:: Exercise material

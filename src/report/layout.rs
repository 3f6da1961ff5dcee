//! Declarative report layouts.
//!
//! A layout is the ordered list of template fields of one report type,
//! each paired with the [`Section`] that produces its value. The assembler
//! walks the layout and never names a field itself.

use super::fields::{qag, qags, qsd, FieldId};
use super::ReportType;

/// Which parameters a section works on.
#[derive(Debug, Clone, Copy, PartialEq, Eq)]
pub enum ParameterScope {
    /// A named category of the report profile
    Category(&'static str),
    /// The asset's chosen parameters, or the profile default
    Chosen,
    /// The parameters referenced by the indicator catalog
    Indicators,
    /// Every parameter of every profile category, first occurrence wins
    AllCategories,
}

#[derive(Debug, Clone, Copy, PartialEq, Eq)]
pub enum AssetField {
    Name,
    TaxId,
    Address,
    LicenseNumber,
    Regulator,
}

#[derive(Debug, Clone, Copy, PartialEq, Eq)]
pub enum CampaignField {
    Date,
    MonthNumber,
    Year,
    MonthName,
}

#[derive(Debug, Clone, Copy, PartialEq, Eq)]
pub enum GenerationField {
    City,
    Day,
    Year,
}

#[derive(Debug, Clone, Copy, PartialEq, Eq)]
pub enum LabField {
    Name,
    LegalName,
    TaxId,
    Address,
    TechnicalLead,
    Email,
    Contact,
}

#[derive(Debug, Clone, Copy, PartialEq, Eq)]
pub enum ConfigurationField {
    PointLocations,
    PeriodicityParameter,
    Methodology,
    Sampler,
    StorageEquipment,
    SamplingType,
}

/// The component that produces one field.
#[derive(Debug, Clone, Copy, PartialEq, Eq)]
pub enum Section {
    Asset(AssetField),
    Campaign(CampaignField),
    Generation(GenerationField),
    Lab(LabField),
    Configuration(ConfigurationField),
    /// First photo of a campaign evidence list
    Photo(&'static str),
    /// Hyperlink to the laboratory's technical report
    TechnicalReport,
    /// Periodicity chosen by the user at generation time
    Periodicity,
    PointCount,
    ParameterList(ParameterScope),
    IndicatorCatalog,
    GroupedTable {
        scope: ParameterScope,
        include_stratum: bool,
    },
    StratifiedSummary(ParameterScope),
    ComplianceRate(ParameterScope),
    FlaggedPivot {
        scope: ParameterScope,
        passthrough: &'static [&'static str],
    },
    /// Share of points whose text value of the parameter is the toxic label
    ToxicShare(&'static str),
    CompositionChart(ParameterScope),
    /// Mean of the n-th parameter of a composition
    FractionMean(ParameterScope, usize),
    ComparisonCharts(ParameterScope),
    TrendCharts(ParameterScope),
    Scorecard,
    /// Fixed text the author fills in later
    Placeholder(&'static str),
}

#[derive(Debug, Clone, Copy, PartialEq, Eq)]
pub struct LayoutEntry {
    pub field: FieldId,
    pub section: Section,
}

const fn entry(field: FieldId, section: Section) -> LayoutEntry {
    LayoutEntry { field, section }
}

use AssetField as A;
use CampaignField as C;
use ConfigurationField as Cfg;
use GenerationField as G;
use LabField as L;
use ParameterScope::{AllCategories, Category, Chosen};
use Section::*;

const TOXICITY: &str = "Toxicidade";

const SURFACE_WATER: &[LayoutEntry] = &[
    entry(qag::PARAMETROS_ESCOLHIDOS, ParameterList(Chosen)),
    entry(qag::QAG_01, Asset(A::Name)),
    entry(qag::QAG_02, Campaign(C::Date)),
    entry(qag::QAG_03, Campaign(C::MonthNumber)),
    entry(qag::QAG_04, Campaign(C::Year)),
    entry(qag::QAG_05, Generation(G::City)),
    entry(qag::QAG_06, Generation(G::Day)),
    entry(qag::QAG_07, Campaign(C::MonthName)),
    entry(qag::QAG_08, Generation(G::Year)),
    entry(qag::QAG_09, Asset(A::Name)),
    entry(qag::QAG_10, Asset(A::TaxId)),
    entry(qag::QAG_11, Asset(A::Address)),
    entry(qag::QAG_12, Asset(A::Name)),
    entry(qag::QAG_13, Asset(A::LicenseNumber)),
    entry(qag::QAG_14, PointCount),
    entry(qag::QAG_15, Asset(A::Regulator)),
    entry(qag::QAG_16, Asset(A::Address)),
    entry(qag::QAG_18, Configuration(Cfg::PointLocations)),
    entry(qag::QAG_19, Configuration(Cfg::PeriodicityParameter)),
    entry(qag::QAG_20_1, Lab(L::Name)),
    entry(qag::QAG_20_2, Lab(L::LegalName)),
    entry(qag::QAG_20_3, Lab(L::TaxId)),
    entry(qag::QAG_20_4, Lab(L::Address)),
    entry(qag::QAG_20_5, Lab(L::TechnicalLead)),
    entry(qag::QAG_20_6, Lab(L::Email)),
    entry(qag::QAG_20_7, Lab(L::Contact)),
    entry(qag::QAG_22, Photo("registros_fotograficos_sondas")),
    entry(qag::QAG_23, Photo("registros_fotograficos_amostradores")),
    entry(qag::QAG_24, Photo("registros_fotograficos_caixas_termicas")),
    entry(qag::QAG_25, Configuration(Cfg::Methodology)),
    entry(qag::QAG_26, IndicatorCatalog),
    entry(
        qag::QAG_27,
        GroupedTable {
            scope: Category("fisico_quimicos"),
            include_stratum: true,
        },
    ),
    entry(
        qag::QAG_28,
        GroupedTable {
            scope: Category("metais"),
            include_stratum: true,
        },
    ),
    entry(qag::QAG_29, ComparisonCharts(Chosen)),
    entry(qag::QAG_30, StratifiedSummary(Chosen)),
    entry(qag::QAG_31, ComplianceRate(Category("metais"))),
    entry(
        qag::QAG_32,
        FlaggedPivot {
            scope: Category("metais"),
            passthrough: &[],
        },
    ),
    entry(qag::QAG_33, ComplianceRate(Category("nutrientes"))),
    entry(
        qag::QAG_34,
        FlaggedPivot {
            scope: Category("nutrientes"),
            passthrough: &[],
        },
    ),
    entry(qag::QAG_35, ComplianceRate(Chosen)),
    entry(qag::QAG_40, Scorecard),
    entry(qag::QAG_43, TechnicalReport),
    entry(qag::QAG_54, Periodicity),
];

const GROUNDWATER: &[LayoutEntry] = &[
    entry(qags::PARAMETROS_ESCOLHIDOS, ParameterList(Chosen)),
    entry(qags::QAGS_01, Asset(A::Name)),
    entry(qags::QAGS_02, Campaign(C::Date)),
    entry(qags::QAGS_03, Campaign(C::MonthNumber)),
    entry(qags::QAGS_04, Campaign(C::Year)),
    entry(qags::QAGS_05, Generation(G::City)),
    entry(qags::QAGS_06, Generation(G::Day)),
    entry(qags::QAGS_07, Campaign(C::MonthName)),
    entry(qags::QAGS_08, Generation(G::Year)),
    entry(qags::QAGS_09, Asset(A::Name)),
    entry(qags::QAGS_10, Asset(A::TaxId)),
    entry(qags::QAGS_11, Asset(A::Address)),
    entry(qags::QAGS_12, Asset(A::Name)),
    entry(qags::QAGS_13, Asset(A::LicenseNumber)),
    entry(qags::QAGS_14, PointCount),
    entry(qags::QAGS_15, Asset(A::Regulator)),
    entry(qags::QAGS_16, Asset(A::Address)),
    entry(qags::QAGS_18, Configuration(Cfg::PointLocations)),
    entry(qags::QAGS_19, Configuration(Cfg::PeriodicityParameter)),
    entry(qags::QAGS_20_1, Lab(L::Name)),
    entry(qags::QAGS_20_2, Lab(L::LegalName)),
    entry(qags::QAGS_20_3, Lab(L::TaxId)),
    entry(qags::QAGS_20_4, Lab(L::Address)),
    entry(qags::QAGS_20_5, Lab(L::TechnicalLead)),
    entry(qags::QAGS_20_6, Lab(L::Email)),
    entry(qags::QAGS_20_7, Lab(L::Contact)),
    entry(qags::QAGS_22, Photo("registros_fotograficos_sondas")),
    entry(qags::QAGS_23, Photo("registros_fotograficos_amostradores")),
    entry(qags::QAGS_24, Photo("registros_fotograficos_caixas_termicas")),
    entry(qags::QAGS_25, Configuration(Cfg::Methodology)),
    entry(qags::QAGS_26, IndicatorCatalog),
    entry(
        qags::TABELA_QAGS_27,
        GroupedTable {
            scope: Category("inorganicos"),
            include_stratum: false,
        },
    ),
    entry(qags::QAGS_28, ParameterList(Category("inorganicos"))),
    entry(qags::QAGS_29, ComparisonCharts(Chosen)),
    entry(qags::QAGS_31, ComplianceRate(Category("inorganicos"))),
    entry(qags::QAGS_32, ComplianceRate(Category("organicos"))),
    entry(
        qags::QAGS_33,
        GroupedTable {
            scope: Category("organicos"),
            include_stratum: false,
        },
    ),
    entry(qags::QAGS_34, ComplianceRate(Category("agrotoxicos"))),
    entry(
        qags::QAGS_35,
        GroupedTable {
            scope: Category("agrotoxicos"),
            include_stratum: false,
        },
    ),
    entry(
        qags::QAG_37,
        GroupedTable {
            scope: Category("microrganismos"),
            include_stratum: false,
        },
    ),
    entry(qags::QAG_38, ComplianceRate(Category("microrganismos"))),
    entry(qags::QAG_40, Scorecard),
    entry(qags::QAG_43, TechnicalReport),
    entry(qags::QAG_54, Periodicity),
];

const SEDIMENT: &[LayoutEntry] = &[
    entry(qsd::QSD_01, Asset(A::Name)),
    entry(qsd::QSD_02, Campaign(C::Date)),
    entry(qsd::QSD_03, Campaign(C::MonthNumber)),
    entry(qsd::QSD_04, Campaign(C::Year)),
    entry(qsd::QSD_05, Generation(G::City)),
    entry(qsd::QSD_06, Generation(G::Day)),
    entry(qsd::QSD_07, Campaign(C::MonthName)),
    entry(qsd::QSD_08, Generation(G::Year)),
    entry(qsd::QSD_09, Asset(A::Name)),
    entry(qsd::QSD_10, Asset(A::TaxId)),
    entry(qsd::QSD_11, Asset(A::Address)),
    entry(qsd::QSD_12, Asset(A::Name)),
    entry(qsd::QSD_13, Asset(A::LicenseNumber)),
    entry(qsd::QSD_14, PointCount),
    entry(qsd::QSD_15, Asset(A::Regulator)),
    entry(qsd::QSD_16, Asset(A::Address)),
    entry(qsd::QSD_18, Configuration(Cfg::PointLocations)),
    entry(qsd::QSD_19, Configuration(Cfg::PeriodicityParameter)),
    entry(qsd::QSD_20_1, Lab(L::Name)),
    entry(qsd::QSD_20_2, Lab(L::LegalName)),
    entry(qsd::QSD_20_3, Lab(L::TaxId)),
    entry(qsd::QSD_20_4, Lab(L::Address)),
    entry(qsd::QSD_20_5, Lab(L::TechnicalLead)),
    entry(qsd::QSD_20_6, Lab(L::Email)),
    entry(qsd::QSD_20_7, Lab(L::Contact)),
    entry(
        qsd::QSD_21,
        Photo("registro_fotografico_fundeio_amostra_de_sedimentos"),
    ),
    entry(qsd::QSD_22, Configuration(Cfg::Sampler)),
    entry(qsd::QSD_23, Configuration(Cfg::StorageEquipment)),
    entry(qsd::QSD_24, Configuration(Cfg::SamplingType)),
    entry(
        qsd::QSD_25,
        Photo("registro_fotografico_equipamento_de_transporte"),
    ),
    entry(qsd::QSD_26, Configuration(Cfg::Methodology)),
    entry(qsd::QSD_28, IndicatorCatalog),
    entry(qsd::QSD_29, CompositionChart(Category("granulometria"))),
    entry(qsd::QSD_30, FractionMean(Category("granulometria"), 0)),
    entry(qsd::QSD_31, FractionMean(Category("granulometria"), 1)),
    entry(qsd::QSD_32, FractionMean(Category("granulometria"), 2)),
    entry(qsd::QSD_33, FractionMean(Category("granulometria"), 3)),
    entry(qsd::QSD_34, FractionMean(Category("granulometria"), 4)),
    entry(qsd::QSD_35, FractionMean(Category("granulometria"), 5)),
    entry(qsd::QSD_36, FractionMean(Category("granulometria"), 6)),
    entry(qsd::QSD_37, ComplianceRate(AllCategories)),
    entry(
        qsd::QSD_38,
        FlaggedPivot {
            scope: Category("metais"),
            passthrough: &[],
        },
    ),
    entry(
        qsd::QSD_39,
        FlaggedPivot {
            scope: Category("pesticidas"),
            passthrough: &[],
        },
    ),
    entry(
        qsd::QSD_40,
        FlaggedPivot {
            scope: Category("hpas"),
            passthrough: &[],
        },
    ),
    entry(
        qsd::QSD_41,
        FlaggedPivot {
            scope: Category("nutrientes"),
            passthrough: &[],
        },
    ),
    entry(
        qsd::QSD_42,
        FlaggedPivot {
            scope: Category("ecotoxicologia"),
            passthrough: &[TOXICITY],
        },
    ),
    entry(qsd::QSD_43, ToxicShare(TOXICITY)),
    entry(qsd::QSD_44, Placeholder("Responsável Técnico")),
    entry(qsd::QSD_45, Placeholder("CREA")),
    entry(qsd::QSD_46, Placeholder("CTF IBAMA")),
    entry(qsd::QSD_47, Scorecard),
    entry(qsd::QSD_48, Placeholder("")),
    entry(qsd::QSD_49, Placeholder("")),
    entry(qsd::QSD_50, TechnicalReport),
    entry(qsd::QSD_51, TrendCharts(Category("nutrientes"))),
    entry(qsd::QSD_54, Periodicity),
];

pub fn layout_for(report: ReportType) -> &'static [LayoutEntry] {
    match report {
        ReportType::SurfaceWater => SURFACE_WATER,
        ReportType::Groundwater => GROUNDWATER,
        ReportType::Sediment => SEDIMENT,
    }
}

/// Profile categories a layout reads, without repeats.
pub fn required_categories(report: ReportType) -> Vec<&'static str> {
    let mut names: Vec<&'static str> = Vec::new();
    for entry in layout_for(report) {
        if let Some(Category(name)) = scope_of(&entry.section) {
            if !names.contains(&name) {
                names.push(name);
            }
        }
    }
    names
}

fn scope_of(section: &Section) -> Option<ParameterScope> {
    match *section {
        ParameterList(scope)
        | StratifiedSummary(scope)
        | ComplianceRate(scope)
        | CompositionChart(scope)
        | FractionMean(scope, _)
        | ComparisonCharts(scope)
        | TrendCharts(scope)
        | GroupedTable { scope, .. }
        | FlaggedPivot { scope, .. } => Some(scope),
        _ => None,
    }
}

::::

▸ Your task
Locate the word "fields" in the entries, and copy every line where it is found.

▸ Problem solution
//! A layout is the ordered list of template fields of one report type,
use super::fields::{qag, qags, qsd, FieldId};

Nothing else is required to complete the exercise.